Oral myofunctional therapy (OMT) focuses on retraining the muscles of the face, tongue, and airway to promote proper nasal breathing, optimal oral posture, and functional swallowing. By addressing the root cause of mouth breathing, OMT helps improve breathing patterns, sleep quality, facial development, and long-term oral health.


References

  1. Harari, D., Redlich, M., Miri, S., Hamud, T., & Gross, M. (2010). Mouth breathing: an etiological factor of an unfavorable facial growth pattern. American Journal of Orthodontics and Dentofacial Orthopedics, 137(4), 528–534.
    https://doi.org/10.1016/j.ajodo.2009.04.019

  2. Guilleminault, C., Huang, Y.-S., Monteyrol, P. J., Sato, R., & Quo, S. (2013).
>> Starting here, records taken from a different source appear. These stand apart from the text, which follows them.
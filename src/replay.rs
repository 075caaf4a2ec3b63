// Replay module for analyzing decision logs
//
// This module provides functionality to:
// 1. Parse JSONL decision logs
// 2. Rebuild each pre-move board and re-run the evaluator on it
// 3. Measure how the model's picks relate to the ranked hints
// 4. Generate analysis reports

use log::{info, warn};
use rayon::prelude::*;
use std::fs::File;
use std::io::{BufRead, BufReader};
use std::path::Path;

use crate::config::Config;
use crate::debug_logger::TurnRecord;
use crate::error::{Result, TrailsError};
use crate::evaluator::{evaluate_moves, rank, SafetyTier};
use crate::grid::GameState;
use crate::types::{Direction, PlayerId};

/// Result of replaying a single logged decision
#[derive(Debug, Clone)]
pub struct ReplayResult {
    pub game: usize,
    pub turn: usize,
    pub player: PlayerId,
    pub chosen_move: Direction,
    /// 0 is the top-ranked move
    pub chosen_rank: Option<usize>,
    pub chosen_tier: Option<SafetyTier>,
    pub best_move: Option<Direction>,
    /// Re-evaluation produced the same ranking as the log
    pub matches_log: bool,
}

impl ReplayResult {
    pub fn followed_best(&self) -> bool {
        self.chosen_rank == Some(0)
    }
}

/// Statistics for a complete replay session
#[derive(Debug, Default)]
pub struct ReplayStats {
    pub total_turns: usize,
    pub followed_best: usize,
    pub follow_rate: f64,
    pub death_trap_picks: usize,
    pub ranking_drift: usize,
    pub tier_counts: Vec<(SafetyTier, usize)>,
}

/// Replay engine for analyzing decision logs
pub struct ReplayEngine {
    config: Config,
    verbose: bool,
}

impl ReplayEngine {
    /// Creates a new replay engine with the given configuration
    pub fn new(config: Config, verbose: bool) -> Self {
        ReplayEngine { config, verbose }
    }

    /// Loads all records from a JSONL file
    pub fn load_log_file<P: AsRef<Path>>(&self, log_path: P) -> Result<Vec<TurnRecord>> {
        let file = File::open(log_path.as_ref()).map_err(|e| TrailsError::io("open log file", e))?;

        let reader = BufReader::new(file);
        let mut entries = Vec::new();

        for (line_num, line) in reader.lines().enumerate() {
            let line = line.map_err(|e| TrailsError::io(format!("read line {}", line_num + 1), e))?;

            if line.trim().is_empty() {
                continue;
            }

            let entry: TurnRecord = serde_json::from_str(&line).map_err(|e| {
                TrailsError::config(format!("failed to parse JSON on line {}: {}", line_num + 1, e))
            })?;

            entries.push(entry);
        }

        info!("Loaded {} log entries", entries.len());
        Ok(entries)
    }

    /// Re-evaluates one logged decision
    pub fn replay_entry(&self, entry: &TurnRecord) -> Result<ReplayResult> {
        let state = GameState::from_snapshot(&entry.board)?;
        if entry.player.index() >= state.player_count() {
            return Err(TrailsError::config(format!(
                "player index {} is not on the logged board",
                entry.player.index()
            )));
        }

        let ranked = rank(evaluate_moves(&state, &self.config.scores, entry.player));
        let chosen_rank = ranked.iter().position(|e| e.direction == entry.chosen_move);
        let chosen_tier = chosen_rank.map(|i| ranked[i].tier);
        let matches_log = ranked.len() == entry.evaluations.len()
            && ranked
                .iter()
                .zip(&entry.evaluations)
                .all(|(now, then)| now.direction == then.direction && (now.score - then.score).abs() < 1e-6);

        let result = ReplayResult {
            game: entry.game,
            turn: entry.turn,
            player: entry.player,
            chosen_move: entry.chosen_move,
            chosen_rank,
            chosen_tier,
            best_move: ranked.first().map(|e| e.direction),
            matches_log,
        };

        if self.verbose {
            info!(
                "Game {} turn {}: player {} chose {} (rank {:?}, {:?}), best {:?}",
                result.game,
                result.turn,
                result.player,
                result.chosen_move,
                result.chosen_rank.map(|r| r + 1),
                result.chosen_tier,
                result.best_move
            );
        }

        Ok(result)
    }

    /// Replays every entry in parallel, keeping log order
    pub fn replay_all(&self, entries: &[TurnRecord]) -> Vec<ReplayResult> {
        entries
            .par_iter()
            .map(|entry| (entry, self.replay_entry(entry)))
            .collect::<Vec<_>>()
            .into_iter()
            .filter_map(|(entry, result)| match result {
                Ok(r) => Some(r),
                Err(e) => {
                    warn!("Failed to replay game {} turn {}: {}", entry.game, entry.turn, e);
                    None
                }
            })
            .collect()
    }

    /// Entries of one game only
    pub fn filter_game(entries: &[TurnRecord], game: usize) -> Vec<TurnRecord> {
        entries.iter().filter(|e| e.game == game).cloned().collect()
    }

    /// Generates statistics from replay results
    pub fn generate_stats(&self, results: &[ReplayResult]) -> ReplayStats {
        let total_turns = results.len();
        let followed_best = results.iter().filter(|r| r.followed_best()).count();
        let follow_rate = if total_turns > 0 {
            (followed_best as f64 / total_turns as f64) * 100.0
        } else {
            0.0
        };
        let tier_counts = SafetyTier::all()
            .iter()
            .map(|tier| {
                let count = results.iter().filter(|r| r.chosen_tier == Some(*tier)).count();
                (*tier, count)
            })
            .collect();

        ReplayStats {
            total_turns,
            followed_best,
            follow_rate,
            death_trap_picks: results
                .iter()
                .filter(|r| r.chosen_tier == Some(SafetyTier::DeathTrap))
                .count(),
            ranking_drift: results.iter().filter(|r| !r.matches_log).count(),
            tier_counts,
        }
    }

    /// Prints a detailed report of replay results
    pub fn print_report(&self, results: &[ReplayResult]) {
        let stats = self.generate_stats(results);

        println!("\n═══════════════════════════════════════════════════════════");
        println!("                    REPLAY REPORT");
        println!("═══════════════════════════════════════════════════════════");
        println!("Total Turns:        {}", stats.total_turns);
        println!("Followed Best Hint: {} ({:.1}%)", stats.followed_best, stats.follow_rate);
        println!("Death Trap Picks:   {}", stats.death_trap_picks);
        println!("Ranking Drift:      {}", stats.ranking_drift);
        println!("═══════════════════════════════════════════════════════════\n");

        println!("Picks by safety tier:");
        for (tier, count) in &stats.tier_counts {
            println!("  {:<10} {}", tier.label(), count);
        }
        println!();

        let traps: Vec<_> = results
            .iter()
            .filter(|r| r.chosen_tier == Some(SafetyTier::DeathTrap))
            .collect();
        if !traps.is_empty() {
            println!("═══════════════════════════════════════════════════════════");
            println!("                  DEATH TRAP DECISIONS");
            println!("═══════════════════════════════════════════════════════════");

            for result in traps {
                println!(
                    "Game {} turn {}: player {} chose {} (best was {})",
                    result.game,
                    result.turn,
                    result.player,
                    result.chosen_move,
                    result.best_move.map(|d| d.as_str()).unwrap_or("-")
                );
            }
            println!();
        }
    }
}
Mouth breathing, obstructive sleep apnea, and developmental issues in children. European Journal of Pediatrics, 172(9), 1205–1210.
    https://doi.org/10.1007/s00431-013-2020-0

  3. Abreu, R. R., Rocha, R. L., Lamounier, J. A., & Guerra, Â. F. (2008). Etiology, clinical manifestations and concurrent findings in mouth-breathing children. Jornal de Pediatria (Rio J.), 84(6), 529–535.
    https://doi.org/10.2223/JPED.1836

  4. Sakaguchi, K., Matsuo, K., Yamaguchi, T., Nakagawa, T., & Yamada, Y. (2007). Influence of nasal or oral breathing on endurance and postural stability. Journal of Physiological Anthropology, 26(3), 361–366.
    https://doi.org/10.2114/jpa2.26.361

  5. Lundberg, J. O., Weitzberg, E., & Gladwin, M. T. (2008). The nitrate–nitrite–nitric oxide pathway in physiology and therapeutics. Nature Reviews Drug Discovery, 7(2), 156–167.
    https://doi.org/10.1038/nrd2466

  6. Lundberg, J. O., Farkas-Szallasi, T., Weitzberg, E., et al. (1995). High nitric oxide production in human paranasal sinuses. Nature Medicine, 1(4), 370–373.
    https://doi.org/10.1038/nm0495-370

  7. Walker, D. W., & Jennings, D. B. (1995). Respiratory Physiology. In: Shephard RJ, Astrand PO, eds. Endurance in Sport (Vol. II, pp. 77–90). Blackwell Scientific.

  8. Jefferson, Y. (2010). Mouth breathing: adverse effects on facial growth, health, academics, and behavior. General Dentistry, 58(1), 18–25.
    [No DOI available; common clinical citation]

  9. Louzada, M. L., de Menezes, L. M., & Almeida, R. R. (2005). Breathing mode influence in craniofacial development. Brazilian Journal of Otorhinolaryngology, 71(2), 156–160.